Stored data entries
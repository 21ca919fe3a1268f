//! Defines the error type shared by every pass of the engine.

use crate::diagnostics::NodeContext;
use itertools::Itertools;
use std::fmt;
use thiserror::Error;
use xtools_dom::DomError;
use xtools_xpath1::XPathError;

/// How many nodes a query had to select.
#[derive(Debug, Clone, Copy, PartialEq, Eq)]
pub enum Expected {
    Exactly(usize),
    AtLeast(usize),
}

impl fmt::Display for Expected {
    fn fmt(&self, f: &mut fmt::Formatter<'_>) -> fmt::Result {
        match self {
            Expected::Exactly(n) => write!(f, "{}", n),
            Expected::AtLeast(n) => write!(f, "at least {}", n),
        }
    }
}

/// The rendered members of an `xt:extends` cycle, in traversal order.
#[derive(Debug, Clone, PartialEq, Eq)]
pub struct Cycle(pub Vec<NodeContext>);

impl fmt::Display for Cycle {
    fn fmt(&self, f: &mut fmt::Formatter<'_>) -> fmt::Result {
        write!(f, "{}\n->...", self.0.iter().join("\n->\n"))
    }
}

/// The matches that broke a cardinality constraint.
#[derive(Debug, Clone, PartialEq, Eq)]
pub struct Matches(pub Vec<String>);

impl fmt::Display for Matches {
    fn fmt(&self, f: &mut fmt::Formatter<'_>) -> fmt::Result {
        write!(f, "actual number of nodes: {}", self.0.len())?;
        if !self.0.is_empty() {
            write!(f, "\nnodes:\n{}", self.0.iter().join("\n"))?;
        }
        Ok(())
    }
}

#[derive(Error, Debug)]
pub enum TransformError {
    #[error("no xpath attribute in element:\n{context}")]
    MissingQuery { context: NodeContext },

    #[error(
        "in element:\n{context}\nxpath `{query}` references invalid number of nodes\nexpected number of nodes: {expected}\n{actual}"
    )]
    Cardinality {
        context: NodeContext,
        query: String,
        expected: Expected,
        actual: Matches,
    },

    #[error("{derived}\nis not subset of\n{base}\ndifference: {{{names}}}", names = .difference.join(", "))]
    SubsetViolation {
        derived: NodeContext,
        base: NodeContext,
        difference: Vec<String>,
    },

    #[error("cycle in extends:\n{0}")]
    Cycle(Cycle),

    #[error("The element has no parent. It might be the root element:\n{context}")]
    OrphanElement { context: NodeContext },

    #[error("element selected for tag hoisting has no tag attribute:\n{context}")]
    MissingTagAttribute { context: NodeContext },

    #[error("tag wrapper has no element child to annotate:\n{context}")]
    EmptyWrapper { context: NodeContext },

    #[error("in element:\n{context}\nfailed to evaluate `{query}`: {source}")]
    Evaluation {
        context: NodeContext,
        query: String,
        #[source]
        source: XPathError,
    },

    #[error("custom function '{0}' is registered more than once")]
    DuplicateFunction(String),

    #[error("element has several children named {tag}:\n{context}")]
    DuplicateTags { context: NodeContext, tag: String },

    #[error("Configuration error: {0}")]
    Config(String),

    #[error("Document error: {0}")]
    Dom(#[from] DomError),

    #[error("I/O error: {0}")]
    Io(#[from] std::io::Error),

    #[error("JSON configuration error: {0}")]
    Json(#[from] serde_json::Error),
}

Task to carry out
Going through the entries, return every line holding the word "actual".

Solution below
        write!(f, "actual number of nodes: {}", self.0.len())?;
        "in element:\n{context}\nxpath `{query}` references invalid number of nodes\nexpected number of nodes: {expected}\n{actual}"
        actual: Matches,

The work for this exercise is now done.